AEM Blue

Have you ever wanted to conduct a load test, but you don’t have the number of users you need in order to easily do it?

Perhaps you want to add some new indexes but are too scared to try because you don’t want an angry mob showing up at your desk the minute it’s implemented in production?

Oracle Real Application Testing (RAT) was designed to empower DBAs to make proactive changes while knowing exactly what to expect when a change is implemented. It greatly minimizes the likelihood of any negative repercussions.

Oracle RAT is comprised of two primary components. The first component is called Database Replay. This tool allows you to capture and replay workloads from production into another environment. You simply capture the workload, transfer the files to a test environment, and then replay the activity which was originally performed by your actual users. This blog post will focus on the Database Replay process.

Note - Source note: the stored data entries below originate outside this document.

mod cli;
mod demo;
mod infra;
mod routes;
mod server;

use fundmatch::error::AppError;

pub async fn run() -> Result<(), AppError> {
    cli::run().await
}
use serde::{Deserialize, Deserializer};
use std::io::Read;
use tracing::debug;

use crate::matching::domain::{
    parse_strengths, parse_weaknesses, Candidate, CandidateId, CandidateMetrics, CandidateStatus,
};

pub(crate) fn parse_candidates<R: Read>(reader: R) -> Result<Vec<Candidate>, csv::Error> {
    let mut csv_reader = csv::ReaderBuilder::new()
        .trim(csv::Trim::All)
        .from_reader(reader);
    let mut candidates = Vec::new();

    for record in csv_reader.deserialize::<CandidateRow>() {
        let row = record?;
        let minimum_investment = row.minimum_investment();

        candidates.push(Candidate {
            id: CandidateId(row.id),
            provider: row.provider,
            category: row.category,
            status: CandidateStatus::parse(&row.status),
            minimum_investment,
            strengths: parse_strengths(row.strengths.as_deref().unwrap_or_default()),
            weaknesses: parse_weaknesses(row.weaknesses.as_deref().unwrap_or_default()),
        });
    }

    Ok(candidates)
}

pub(crate) fn parse_metrics<R: Read>(reader: R) -> Result<Vec<CandidateMetrics>, csv::Error> {
    let mut csv_reader = csv::ReaderBuilder::new()
        .trim(csv::Trim::All)
        .from_reader(reader);
    let mut metrics = Vec::new();

    for record in csv_reader.deserialize::<MetricRow>() {
        let row = record?;
        let candidate_id = CandidateId(row.candidate_id);

        metrics.push(CandidateMetrics {
            total_cost_ratio: parse_number(&candidate_id, "total_cost_ratio", row.total_cost_ratio),
            expected_return: parse_number(&candidate_id, "expected_return", row.expected_return),
            sustainability: parse_number(&candidate_id, "sustainability", row.sustainability),
            guidance: parse_number(&candidate_id, "guidance", row.guidance),
            features: parse_number(&candidate_id, "features", row.features),
            candidate_id,
        });
    }

    Ok(metrics)
}

#[derive(Debug, Deserialize)]
struct CandidateRow {
    id: String,
    provider: String,
    category: String,
    status: String,
    #[serde(default, deserialize_with = "empty_string_as_none")]
    minimum_investment: Option<String>,
    #[serde(default, deserialize_with = "empty_string_as_none")]
    strengths: Option<String>,
    #[serde(default, deserialize_with = "empty_string_as_none")]
    weaknesses: Option<String>,
}

impl CandidateRow {
    fn minimum_investment(&self) -> Option<u64> {
        let raw = self.minimum_investment.as_deref()?;
        match raw.parse::<f64>() {
            Ok(value) if value.is_finite() && value > 0.0 => Some(value.ceil() as u64),
            Ok(_) => None,
            Err(_) => {
                debug!(
                    candidate = %self.id,
                    value = raw,
                    "ignoring unparseable minimum investment"
                );
                None
            }
        }
    }
}

#[derive(Debug, Deserialize)]
struct MetricRow {
    candidate_id: String,
    #[serde(default, deserialize_with = "empty_string_as_none")]
    total_cost_ratio: Option<String>,
    #[serde(default, deserialize_with = "empty_string_as_none")]
    expected_return: Option<String>,
    #[serde(default, deserialize_with = "empty_string_as_none")]
    sustainability: Option<String>,
    #[serde(default, deserialize_with = "empty_string_as_none")]
    guidance: Option<String>,
    #[serde(default, deserialize_with = "empty_string_as_none")]
    features: Option<String>,
}

fn parse_number(candidate: &CandidateId, column: &str, raw: Option<String>) -> Option<f64> {
    let raw = raw?;
    match raw.parse::<f64>() {
        Ok(value) if value.is_finite() => Some(value),
        _ => {
            debug!(%candidate, column, value = %raw, "treating non-numeric metric as absent");
            None
        }
    }
}

fn empty_string_as_none<'de, D>(deserializer: D) -> Result<Option<String>, D::Error>
where
    D: Deserializer<'de>,
{
    let opt = Option::<String>::deserialize(deserializer)?;
    Ok(opt.filter(|value| !value.trim().is_empty()))
}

The other component is called SQL Performance Analyzer and it allows you to assess the impact of the load on your test system through detailed analysis. For example, if you want to increase SGA in production, you could first make the update in your test environment and use the production load to see if there’s any value in doing this without trial and error in a production system. Other use cases include upgrading database versions, consolidating schemas into a single database, introducing new hardware, and more.

Now that you know the purpose of Oracle RAT, let’s take a look at the steps required to give it a try. Before you start, please review Oracle MOS note 1535885.1 which contains best practices for implementing this tool. Please keep in mind that Oracle RAT is a licensed software product. If you do not currently have it, you will need to get in touch with your friendly neighborhood Oracle Sales Rep for pricing.

For this example, we are using an Oracle 12.2 Database on Linux with Oracle Enterprise Manager (OEM) 13c. We have one container with one pluggable database and we will be performing all the work at the container level. If you have multiple pluggable databases in a container, you’ll probably want to limit your capture at the appropriate place. More on this is coming up so stay tuned.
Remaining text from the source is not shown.